ムクムクと行き場のない妄念、欲望が泡のようにわいてくる。しかし僕はいまや浮遊霊で物質的な肉体を持たない。こうした衝動は、どうやって解消したらいいのだろう。
「ふうん。君は、別に人間に戻りたいわけじゃないんだね」
そう思う。いっそ九頭竜鏡子の式神にでも雇ってもらった方がワークライフバランスとかクオリティーオブライフ的によさそうな気がしてきた。

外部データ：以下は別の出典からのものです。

use serde::{Deserialize, Serialize};
use serde_json::Value;

/// A JSON-RPC 2.0 request.
///
/// Every field is optional on the wire so that malformed requests can still be
/// answered with a correlated error envelope.
#[derive(Debug, Clone, Default, Serialize, Deserialize)]
pub struct JsonRpcRequest {
    #[serde(default, skip_serializing_if = "Option::is_none")]
    pub jsonrpc: Option<String>,
    #[serde(default)]
    pub id: Value,
    #[serde(default, skip_serializing_if = "Option::is_none")]
    pub method: Option<String>,
    #[serde(default, skip_serializing_if = "Option::is_none")]
    pub params: Option<Value>,
}

impl JsonRpcRequest {
    /// Build a request with the given id and method.
    pub fn new(id: impl Into<Value>, method: impl Into<String>, params: Option<Value>) -> Self {
        Self {
            jsonrpc: Some(JSONRPC_VERSION.to_string()),
            id: id.into(),
            method: Some(method.into()),
            params,
        }
    }
}

/// A JSON-RPC 2.0 response.
#[derive(Debug, Clone, PartialEq, Serialize, Deserialize)]
pub struct JsonRpcResponse {
    pub jsonrpc: String,
    pub id: Value,
    #[serde(skip_serializing_if = "Option::is_none")]
    pub result: Option<Value>,
    #[serde(skip_serializing_if = "Option::is_none")]
    pub error: Option<JsonRpcError>,
}

impl JsonRpcResponse {
    /// Create a success response.
    pub fn success(id: Value, result: Value) -> Self {
        Self {
            jsonrpc: JSONRPC_VERSION.to_string(),
            id,
            result: Some(result),
            error: None,
        }
    }

    /// Create an error response.
    pub fn error(id: Value, code: i32, message: impl Into<String>) -> Self {
        Self::error_with_data(id, code, message, None)
    }

    /// Create an error response carrying auxiliary data.
    pub fn error_with_data(
        id: Value,
        code: i32,
        message: impl Into<String>,
        data: Option<Value>,
    ) -> Self {
        Self {
            jsonrpc: JSONRPC_VERSION.to_string(),
            id,
            result: None,
            error: Some(JsonRpcError {
                code,
                message: message.into(),
                data,
            }),
        }
    }

    /// Error code of a failure response.
    pub fn error_code(&self) -> Option<i32> {
        self.error.as_ref().map(|e| e.code)
    }
}

/// A JSON-RPC 2.0 error object.
#[derive(Debug, Clone, PartialEq, Serialize, Deserialize)]
pub struct JsonRpcError {
    pub code: i32,
    pub message: String,
    #[serde(skip_serializing_if = "Option::is_none")]
    pub data: Option<Value>,
}

pub const JSONRPC_VERSION: &str = "2.0";

/// Standard JSON-RPC error codes.
pub const PARSE_ERROR: i32 = -32700;
pub const INVALID_REQUEST: i32 = -32600;
pub const METHOD_NOT_FOUND: i32 = -32601;
pub const INVALID_PARAMS: i32 = -32602;
pub const INTERNAL_ERROR: i32 = -32603;
/// Generic server error, used for tool handler faults.
pub const SERVER_ERROR: i32 = -32000;

#[cfg(test)]
mod tests {
    use super::*;

    #[test]
    fn version_is_optional_and_null_params_absent() {
        let req: JsonRpcRequest =
            serde_json::from_str(r#"{"id": "req-7", "method": "ping", "params": null}"#).unwrap();
        assert!(req.jsonrpc.is_none());
        assert_eq!(req.id, serde_json::json!("req-7"));
        assert!(req.params.is_none());

        let json = serde_json::to_value(&req).unwrap();
        assert!(json.get("jsonrpc").is_none());
        assert!(json.get("params").is_none());
    }

    #[test]
    fn new_request_sets_version() {
        let req = JsonRpcRequest::new(2.5, "tools/list", None);
        let json = serde_json::to_value(&req).unwrap();
        assert_eq!(json["jsonrpc"], JSONRPC_VERSION);
        assert_eq!(json["id"], 2.5);
        assert_eq!(json["method"], "tools/list");
    }

    #[test]
    fn parse_request_without_id_or_method() {
        let req: JsonRpcRequest = serde_json::from_str(r#"{"jsonrpc": "2.0"}"#).unwrap();
        assert!(req.id.is_null());
        assert!(req.method.is_none());
        assert!(req.params.is_none());
    }

    #[test]
    fn success_response_round_trips_string_id() {
        let resp = JsonRpcResponse::success(
            serde_json::json!("9f1c"),
            serde_json::json!({"content": []}),
        );
        assert_eq!(resp.error_code(), None);

        let back: JsonRpcResponse =
            serde_json::from_str(&serde_json::to_string(&resp).unwrap()).unwrap();
        assert_eq!(back, resp);
        assert_eq!(back.jsonrpc, JSONRPC_VERSION);
    }

    #[test]
    fn error_response() {
        let resp = JsonRpcResponse::error(
            serde_json::json!("abc"),
            METHOD_NOT_FOUND,
            "Method not found",
        );
        assert!(resp.result.is_none());
        assert_eq!(resp.error_code(), Some(METHOD_NOT_FOUND));

        let json = serde_json::to_value(&resp).unwrap();
        assert_eq!(json["id"], "abc");
        assert!(json["error"].get("data").is_none());
        assert!(json.get("result").is_none());
    }

    #[test]
    fn error_response_with_data() {
        let resp = JsonRpcResponse::error_with_data(
            Value::Null,
            SERVER_ERROR,
            "Server error",
            Some(serde_json::json!({"message": "boom"})),
        );
        let json = serde_json::to_value(&resp).unwrap();
        assert_eq!(json["id"], Value::Null);
        assert_eq!(json["error"]["code"], -32000);
        assert_eq!(json["error"]["data"]["message"], "boom");
    }

    #[test]
    fn request_with_params() {
        let json = r#"{
            "jsonrpc": "2.0",
            "id": "abc",
            "method": "tools/call",
            "params": {
                "name": "marketing_test",
                "arguments": {
                    "message": "hello"
                }
            }
        }"#;
        let req: JsonRpcRequest = serde_json::from_str(json).unwrap();
        assert_eq!(req.method.as_deref(), Some("tools/call"));

        let params = req.params.unwrap();
        assert_eq!(params["name"], "marketing_test");
        assert_eq!(params["arguments"]["message"], "hello");
    }
}
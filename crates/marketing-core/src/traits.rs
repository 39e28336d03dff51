use async_trait::async_trait;
use serde_json::Value;

use crate::error::ToolError;
use crate::types::ToolCallResult;

/// Executes a single tool call.
#[async_trait]
pub trait ToolHandler: Send + Sync {
    /// Run the tool with the given arguments object.
    ///
    /// Arguments are passed through unvalidated; each handler checks the
    /// fields it reads.
    async fn call(&self, arguments: Value) -> Result<ToolCallResult, ToolError>;
}
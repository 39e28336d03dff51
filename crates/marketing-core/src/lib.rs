pub mod error;
pub mod traits;
pub mod types;

pub use error::ToolError;
pub use traits::ToolHandler;
pub use types::{Content, ToolCallResult, ToolDefinition};
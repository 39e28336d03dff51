//! JSON-RPC method dispatch over a [`ToolRegistry`].
//!
//! Every request is answered with a response envelope. Tool faults,
//! including panics, are mapped to [`SERVER_ERROR`] and never propagate.
//! No particular async runtime is required.

use std::panic::AssertUnwindSafe;
use std::sync::Arc;

use futures::FutureExt;
use serde_json::Value;

use crate::jsonrpc::{
    JsonRpcRequest, JsonRpcResponse, INVALID_PARAMS, INVALID_REQUEST, METHOD_NOT_FOUND,
    SERVER_ERROR,
};
use crate::registry::ToolRegistry;

pub const SERVER_NAME: &str = "marketing-mcp";
pub const DEFAULT_PROTOCOL_VERSION: &str = "2025-03-26";

/// Stateless request handler shared across connections.
#[derive(Debug, Clone)]
pub struct Dispatcher {
    registry: Arc<ToolRegistry>,
}

impl Dispatcher {
    pub fn new(registry: Arc<ToolRegistry>) -> Self {
        Self { registry }
    }

    pub fn registry(&self) -> &ToolRegistry {
        &self.registry
    }

    /// Handle a raw JSON value that may not be a well-formed request.
    pub async fn handle_value(&self, raw: Value) -> JsonRpcResponse {
        let id = raw.get("id").cloned().unwrap_or(Value::Null);
        match serde_json::from_value::<JsonRpcRequest>(raw) {
            Ok(req) => self.handle(req).await,
            Err(e) => {
                tracing::warn!(error = %e, "malformed JSON-RPC request");
                server_error(id, e.to_string())
            }
        }
    }

    /// Handle a single request.
    pub async fn handle(&self, req: JsonRpcRequest) -> JsonRpcResponse {
        let id = req.id;
        let method = req.method.unwrap_or_default();
        let params = req.params;

        if method.is_empty() {
            return JsonRpcResponse::error(id, INVALID_REQUEST, "Invalid Request: missing method");
        }

        tracing::debug!(%method, %id, "dispatching request");

        match method.as_str() {
            "initialize" => handle_initialize(id, params.as_ref()),
            "ping" => JsonRpcResponse::success(id, serde_json::json!({})),
            "tools/list" => self.handle_tools_list(id),
            "tools/call" => self.handle_tools_call(id, params).await,
            _ => JsonRpcResponse::error(id, METHOD_NOT_FOUND, format!("Method not found: {method}")),
        }
    }

    fn handle_tools_list(&self, id: Value) -> JsonRpcResponse {
        let tools = self.registry.list_definitions();
        JsonRpcResponse::success(id, serde_json::json!({ "tools": tools }))
    }

    async fn handle_tools_call(&self, id: Value, params: Option<Value>) -> JsonRpcResponse {
        let params = params.unwrap_or(Value::Null);

        let Some(tool_name) = params
            .get("name")
            .and_then(Value::as_str)
            .filter(|name| !name.trim().is_empty())
        else {
            return JsonRpcResponse::error(id, INVALID_PARAMS, "Invalid params: 'name' is required");
        };

        let arguments = match params.get("arguments") {
            None | Some(Value::Null) => Value::Object(serde_json::Map::new()),
            Some(args) => args.clone(),
        };

        let Some(entry) = self.registry.find(tool_name.trim()) else {
            return JsonRpcResponse::error(id, METHOD_NOT_FOUND, format!("Tool not found: {tool_name}"));
        };

        let outcome = AssertUnwindSafe(entry.handler.call(arguments))
            .catch_unwind()
            .await;

        match outcome {
            Ok(Ok(result)) => match serde_json::to_value(result) {
                Ok(value) => JsonRpcResponse::success(id, value),
                Err(e) => server_error(id, e.to_string()),
            },
            Ok(Err(e)) => {
                tracing::warn!(tool = tool_name, error = %e, "tool call failed");
                server_error(id, e.to_string())
            }
            Err(_) => {
                tracing::warn!(tool = tool_name, "tool handler panicked");
                server_error(id, "tool handler panicked".to_string())
            }
        }
    }
}

/// True for requests that expect no response.
pub fn is_notification(req: &JsonRpcRequest) -> bool {
    req.id.is_null()
        && req
            .method
            .as_deref()
            .is_some_and(|m| m.starts_with("notifications/"))
}

fn handle_initialize(id: Value, params: Option<&Value>) -> JsonRpcResponse {
    let protocol_version = params
        .and_then(|p| p.get("protocolVersion"))
        .and_then(Value::as_str)
        .unwrap_or(DEFAULT_PROTOCOL_VERSION);

    JsonRpcResponse::success(
        id,
        serde_json::json!({
            "protocolVersion": protocol_version,
            "capabilities": {
                "tools": {},
                "logging": {}
            },
            "serverInfo": {
                "name": SERVER_NAME,
                "version": env!("CARGO_PKG_VERSION")
            }
        }),
    )
}

fn server_error(id: Value, message: String) -> JsonRpcResponse {
    JsonRpcResponse::error_with_data(
        id,
        SERVER_ERROR,
        "Server error",
        Some(serde_json::json!({ "message": message })),
    )
}
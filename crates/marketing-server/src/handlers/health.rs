use axum::Json;
use serde_json::Value;

use marketing_mcp::dispatch::SERVER_NAME;

/// Health check endpoint.
pub async fn health() -> Json<Value> {
    Json(serde_json::json!({ "ok": true, "service": SERVER_NAME }))
}
//! `marketing_test`: confirms the server is reachable by echoing a message.

use async_trait::async_trait;
use serde_json::Value;

use marketing_core::{ToolCallResult, ToolDefinition, ToolError, ToolHandler};

use crate::registry::ToolEntry;

pub const NAME: &str = "marketing_test";

pub struct Echo;

/// Text returned for a given message.
pub fn confirmation(message: &str) -> String {
    format!("Remote MCP working. You said: {message}")
}

#[async_trait]
impl ToolHandler for Echo {
    async fn call(&self, arguments: Value) -> Result<ToolCallResult, ToolError> {
        // Non-string or missing messages are echoed as empty.
        let message = arguments
            .get("message")
            .and_then(Value::as_str)
            .unwrap_or_default();
        Ok(ToolCallResult::text(confirmation(message)))
    }
}

pub fn definition() -> ToolDefinition {
    ToolDefinition::new(
        NAME,
        "Test tool to confirm remote MCP server works",
        serde_json::json!({
            "$schema": "http://json-schema.org/draft-07/schema#",
            "type": "object",
            "properties": {
                "message": {
                    "type": "string",
                    "description": "Any message"
                }
            },
            "required": ["message"],
            "additionalProperties": false
        }),
    )
    .with_title("Marketing Test")
    .with_execution(serde_json::json!({ "taskSupport": "forbidden" }))
}

pub fn entry() -> ToolEntry {
    ToolEntry::new(definition(), Echo)
}
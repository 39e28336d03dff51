//! Built-in tools.
//!
//! Each tool module exposes an `entry()` returning its registry entry.

pub mod echo;
pub mod meta_spend;
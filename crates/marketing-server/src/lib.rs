pub mod app_state;
pub mod config;
pub mod handlers;
pub mod router;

「じゃあ、これからは、わたしが可愛がってあげるね♡」
限りなく性感に近い電気信号が、僕に走った。……これは、たまらない。骨抜きクラゲ男の一丁上がりだ。もう人間の社会にも、海にも還りたくない。いつまでも彼女の側でふやけていたい。
「とりあえず今度は、普通の登山に行ってきたら?」
今度は、本当の山に行かされるのか。まあどこでもいい。クラゲ男として、僕は遍歴を重ねていく。海には海のクラゲがいて、山には山のクラゲもきっといる。どこにでも、ユラユラと漂っていけばいい。そして鏡子のもとに戻ってこよう。
「じつは、君にぴったりの山があるんだ」
どんな山のことを、彼女は言っているのだろう。遠い国にある峻厳な頂、万年雪に覆われた霊山。あるいはいまにも噴火しそうな灼熱の活火山だろうか。九頭竜鏡子が提案してくるそれは、どうしたって普通の登山にはならないだろう。そんなことは分かっている。
「そこで霊気をたっぷり吸い込んで、つよいクラゲになってきてよ。わたしのために」
仕方がない。僕はそうやって生きて行くしかないのだから。いや、もういまは生きてもいない浮遊霊か。まいったね。人間であったときの癖で頭をポリポリ掻こうとすると、ビニール袋がガサガサと耳元でうるさい。自分をクラゲのように見せているこの被り物を、いっそ取ってしまおうかと思う。
「あ、そのビニールは取らなくていいよ。海で溺れて、腐乱してるんでしょ? なんかグロそうだし」
彼女がそう言って止めた。
僕はこうして浮遊霊から式神として九頭竜鏡子に雇用された。そのうちにまた竜宮城に辿り着くこともあるだろうか。ただそれを信じて、残業や休日出勤も厭わず、粉骨砕身(骨はもうないが)の気概で働くつもりである。
了
ムラサキさんの短編小説『半月とクラゲ男』に触発されて書き始めた作品です。そしてアンソロジー企画「ネムキリスペクトマガジン」の9月のテーマ「クラゲ」にも参加させてもらおうと思っていたのですが、書いているうちにどんどん話が長くなり、修正などを重ねるうちにゲシュタルトが崩壊していつまでも未完成、結局は8月末に間に合わず、未発表となりました。
自分の場合、まとまりがつかなくなる、というか自分でわけが分からなくなって投げ出すことが多いです。構想段階でも、書き出してからも。気が散りやすいとか、単純に集中力の問題という気もしますが。
今回は「没ネタ祭り」ということで、改めて見直して、色々ばっさりカットしたりで一応は完成させました。それでも長いですが……。ごく直近の大きな未完成、未発表だったので、アップしてとりあえずはスッキリしました。最後まで読んで下さって、ありがとうございます。